[review] Iron Maiden – Senjutsu, una gran píldora prog que digerir

Por José A. Luna

Steve Harris – bajo
Dave Murray – guitarra
Nicko McBrain – batería, percusión
Janick Gers – guitarra
Adrian Smith – guitarra, coros
Bruce Dickinson – voz, piano

01. Senjutsu (Smith/Harris) 8:20
02. Stratego (Gers/Harris) 4:59
03. The Writing On The Wall (Smith/Dickinson) 6:13
04. Lost In A Lost World (Harris) 9:31
05. Days Of Future Past (Smith/Dickinson) 4:03
06. The Time Machine (Gers/Harris) 7:09
07. Darkest Hour (Smith/Dickinson) 7:20
08. Death Of The Celts (Harris) 10:20
09. The Parchment (Harris) 12:39
10. Hell On Earth (Harris) 11:19

Eddie se viste de guerrero japonés para su disco número 17: ‘Senjutsu’ tiene una temática samurái. El título se puede traducir libremente a “táctica y estrategia”, y hace que la banda vuelva a un asalto frontal completo de largo recorrido con muchas gemas ocultas.

Al igual que su álbum anterior, ‘The Book of Souls’, hay que echarle paciencia ya que es largo: doble CD o triple vinilo en los formatos físicos. El álbum fue grabado en 2019, en medio de la gira de grandes éxitos ‘Legacy of the Beast’, pero ha sido guardado hasta ahora. La vena progresiva que ya se veía en sus últimos lanzamientos sale a relucir aquí, y en lugar de singles cortos y resultones del pasado como “Run To The Hills” o “The Trooper” la banda británica nos sumerge cada vez más en el vientre de la bestia para hacer de cada lanzamiento un evento importante. Hay que digerir cada single, cada videoclip, y dejarlo reposar.

Donde ‘The Book Of Souls’ quizás no consiguiese varias escuchas repetidas de fans de la vieja escuela de Maiden, este nuevo ‘Senjutsu’ puede triunfar al ser un disco más balanceado, con las canciones de Adrian Smith en la primera parte levantando el espíritu con una composición bastante interesante. Dicho esto es agradable volver a tener a Steve Harris con sus largas épicas, y que aparezcan más hacia el final del lanzamiento hace que el resultado final sea menos “aventurero”. Podríamos hablar ríos de tinta sobre si una edición correcta hubiese dejado este lanzamiento en un solo álbum y no uno doble, pero está hecho para escucharse de esta manera.

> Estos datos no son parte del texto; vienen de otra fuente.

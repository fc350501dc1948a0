//! Per-piece movement animation.
//!
//! A [`MoveTask`] interpolates a piece's *visual* position from where it was
//! drawn toward a destination cell. It is advanced by an external driver once
//! per tick and never touches logical board state: the board commits piece
//! positions synchronously when a swap resolves, and the task only decides
//! where the piece is drawn until it arrives.

use crate::types::{Coord, Easing, MOVE_EPSILON};

/// Result of advancing a move by one tick.
#[derive(Debug, Clone, Copy, PartialEq, Eq)]
pub enum MotionStatus {
    /// Still travelling
    Running,
    /// Reached the destination on this tick
    Arrived,
}

/// Visual interpolation state for one piece.
#[derive(Debug, Clone, Copy, PartialEq)]
pub struct MoveTask {
    start: (f32, f32),
    destination: Coord,
    current: (f32, f32),
    elapsed_ms: u32,
    duration_ms: u32,
    easing: Easing,
}

impl MoveTask {
    pub fn new(start: (f32, f32), destination: Coord, duration_ms: u32, easing: Easing) -> Self {
        Self {
            start,
            destination,
            current: start,
            elapsed_ms: 0,
            duration_ms,
            easing,
        }
    }

    pub fn destination(&self) -> Coord {
        self.destination
    }

    /// Current drawn position in (fractional) cell units
    pub fn position(&self) -> (f32, f32) {
        self.current
    }

    pub fn elapsed_ms(&self) -> u32 {
        self.elapsed_ms
    }

    pub fn duration_ms(&self) -> u32 {
        self.duration_ms
    }

    pub fn easing(&self) -> Easing {
        self.easing
    }

    /// Advance by `dt_ms`.
    ///
    /// Finishes once the remaining distance drops below [`MOVE_EPSILON`] or the
    /// elapsed time reaches the duration; either way the position snaps onto the
    /// destination.
    pub fn tick(&mut self, dt_ms: u32) -> MotionStatus {
        let dest = (self.destination.x as f32, self.destination.y as f32);
        if distance(self.current, dest) < MOVE_EPSILON {
            self.current = dest;
            return MotionStatus::Arrived;
        }

        self.elapsed_ms = self.elapsed_ms.saturating_add(dt_ms);
        if self.duration_ms == 0 || self.elapsed_ms >= self.duration_ms {
            self.current = dest;
            return MotionStatus::Arrived;
        }

        let t = self.elapsed_ms as f32 / self.duration_ms as f32;
        let k = self.easing.apply(t);
        self.current = (
            self.start.0 + (dest.0 - self.start.0) * k,
            self.start.1 + (dest.1 - self.start.1) * k,
        );
        MotionStatus::Running
    }
}

fn distance(a: (f32, f32), b: (f32, f32)) -> f32 {
    let dx = a.0 - b.0;
    let dy = a.1 - b.1;
    (dx * dx + dy * dy).sqrt()
}

#[cfg(test)]
mod tests {
    use super::*;

    #[test]
    fn linear_move_progresses_proportionally() {
        let mut task = MoveTask::new((0.0, 0.0), Coord::new(1, 0), 100, Easing::Linear);
        assert_eq!(task.tick(25), MotionStatus::Running);
        assert!((task.position().0 - 0.25).abs() < 1e-5);
        assert_eq!(task.tick(25), MotionStatus::Running);
        assert!((task.position().0 - 0.5).abs() < 1e-5);
        assert_eq!(task.position().1, 0.0);
    }

    #[test]
    fn move_arrives_when_duration_elapses() {
        let mut task = MoveTask::new((0.0, 0.0), Coord::new(0, 1), 32, Easing::SmootherStep);
        assert_eq!(task.tick(16), MotionStatus::Running);
        assert_eq!(task.tick(16), MotionStatus::Arrived);
        assert_eq!(task.position(), (0.0, 1.0));
    }

    #[test]
    fn move_already_at_destination_arrives_immediately() {
        let mut task = MoveTask::new((2.0, 3.0), Coord::new(2, 3), 500, Easing::Linear);
        assert_eq!(task.tick(16), MotionStatus::Arrived);
        assert_eq!(task.elapsed_ms(), 0);
    }

    #[test]
    fn zero_duration_snaps() {
        let mut task = MoveTask::new((0.0, 0.0), Coord::new(1, 0), 0, Easing::EaseIn);
        assert_eq!(task.tick(1), MotionStatus::Arrived);
        assert_eq!(task.position(), (1.0, 0.0));
    }

    #[test]
    fn ease_out_leads_linear() {
        let mut linear = MoveTask::new((0.0, 0.0), Coord::new(1, 0), 100, Easing::Linear);
        let mut eased = MoveTask::new((0.0, 0.0), Coord::new(1, 0), 100, Easing::EaseOut);
        linear.tick(30);
        eased.tick(30);
        assert!(eased.position().0 > linear.position().0);
    }
}
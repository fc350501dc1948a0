//! Grid state: bounds, placement, and lookup errors

use tui_match3::core::{Board, BoardError, Palette, SimpleRng};
use tui_match3::types::{Coord, PieceColor::*};

#[test]
fn in_bounds_matches_dimensions_exactly() {
    let board = Board::new(4, 3).unwrap();
    for y in -2..6 {
        for x in -2..7 {
            let expected = (0..4).contains(&x) && (0..3).contains(&y);
            assert_eq!(board.in_bounds(x, y), expected, "({x}, {y})");
            assert_eq!(board.piece_at(x, y).is_ok(), expected, "({x}, {y})");
        }
    }
}

#[test]
fn piece_at_out_of_bounds_names_the_cell() {
    let board = Board::new(2, 2).unwrap();
    assert_eq!(
        board.piece_at(2, 0).unwrap_err(),
        BoardError::OutOfBounds { x: 2, y: 0 }
    );
    assert_eq!(
        board.piece_at(0, -1).unwrap_err(),
        BoardError::OutOfBounds { x: 0, y: -1 }
    );
}

#[test]
fn empty_board_has_no_pieces() {
    let board = Board::new(3, 3).unwrap();
    assert!(matches!(board.piece_at(1, 1), Ok(None)));
    assert!(!board.is_full());
}

#[test]
fn non_positive_dimensions_are_rejected() {
    for (w, h) in [(0, 3), (3, 0), (-1, 4)] {
        assert_eq!(
            Board::new(w, h).unwrap_err(),
            BoardError::InvalidDimension {
                width: w,
                height: h
            }
        );
    }
}

#[test]
fn place_piece_off_board_stamps_position_only() {
    let mut board = Board::new(2, 2).unwrap();
    let id = board.spawn_piece(Red, 0, 0);

    assert!(!board.place_piece(id, 5, 5));
    assert_eq!(board.piece(id).unwrap().position(), Coord::new(5, 5));
    // The old cell still references it; placement never clears.
    assert_eq!(board.piece_id_at(0, 0).unwrap(), Some(id));

    assert!(board.place_piece(id, 1, 1));
    assert_eq!(board.piece_id_at(1, 1).unwrap(), Some(id));
    assert_eq!(board.piece(id).unwrap().position(), Coord::new(1, 1));
}

#[test]
fn take_piece_empties_the_cell() {
    let mut board = Board::from_rows(&[[Red, Blue]]).unwrap();
    let id = board.take_piece(0, 0).unwrap();
    assert!(id.is_some());
    assert!(matches!(board.piece_at(0, 0), Ok(None)));
    assert!(board.take_piece(3, 0).is_err());
}

#[test]
fn tiles_know_their_coordinates() {
    let board = Board::new(3, 2).unwrap();
    for y in 0..2 {
        for x in 0..3 {
            assert_eq!(board.tile_at(x, y).unwrap().coord(), Coord::new(x, y));
        }
    }
    assert_eq!(board.tiles().len(), 6);
}

#[test]
fn corner_has_two_neighbors() {
    let board = Board::new(3, 3).unwrap();
    assert_eq!(board.neighbors(Coord::new(0, 0)).len(), 2);
    assert_eq!(board.neighbors(Coord::new(1, 1)).len(), 4);
    assert_eq!(board.neighbors(Coord::new(2, 1)).len(), 3);
}

#[test]
fn random_fill_is_seeded_and_complete() {
    let palette = Palette::new(&[Red, Blue, Green]).unwrap();

    let mut a = Board::new(5, 5).unwrap();
    let mut b = Board::new(5, 5).unwrap();
    assert_eq!(a.fill_random(&palette, &mut SimpleRng::new(9)), 25);
    b.fill_random(&palette, &mut SimpleRng::new(9));

    assert!(a.is_full());
    assert_eq!(a, b);
    assert!(a
        .pieces()
        .iter()
        .all(|p| palette.colors().contains(&p.color())));

    // A second fill has nothing left to do.
    assert_eq!(a.fill_random(&palette, &mut SimpleRng::new(9)), 0);
}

Lejos están esos Maiden de estadios de los 80’s, en la última década de han creado una sombra alternativa donde tenemos a unos Maiden épicos, sombríos y progresivos. Es algo que no cambia en ‘Senjutsu’ pero que sí nos deja más emoción que técnica, canciones más pegadizas como la primera “Senjutsu”, y donde podemos encontrar la colección de canciones más efectivas desde el regreso de Bruce Dickinson con Adrian Smith. Hay un poco de todo para cada fan del grupo, si buscabas esos temas galopantes tienes “Stratego” o “Death Of The Celts” donde también intervienen elementos algo folk, baladas o canciones intensas que incluso pueden recordar al ‘Chemical Wedding’ de Bruce Dickinson.

Iron Maiden siguen en esa disputa clásica en la que enfrentan su genialidad creativa y la pasión interna con lo que demandan sus fans, pero en sus últimos trabajos gana lo primero, y es aquí donde se explica que el sonido de producción siga siendo tarea de Kevin “Caveman” Shirley. Aun así estamos ante un trabajo que intenta conciliar más esa ansia comercial con la dirección artística, al menos más que ‘The Book Of Souls’, y solo hace falta escuchar canciones como “Days Of Future Past”.

La visión compositiva no está unificada, como se demuestra en las diferentes partes del álbum, y aunque Nicko y Dave pueden estar contentos con los que se le ponga por delante, el resto del grupo siempre tira sus terrenos favoritos. En ‘Senjutsu’ vemos que los solos son más tranquilos, lentos, y reminiscientes de los 80’s. Bruce Dickinson ha crecido como compositor al punto que se encuentra ya en el momento máximo de esplendor, y de alguna manera han conseguido que sus diferentes maneras de ver la banda se vean como uno, en un disco con demasiado que explorar.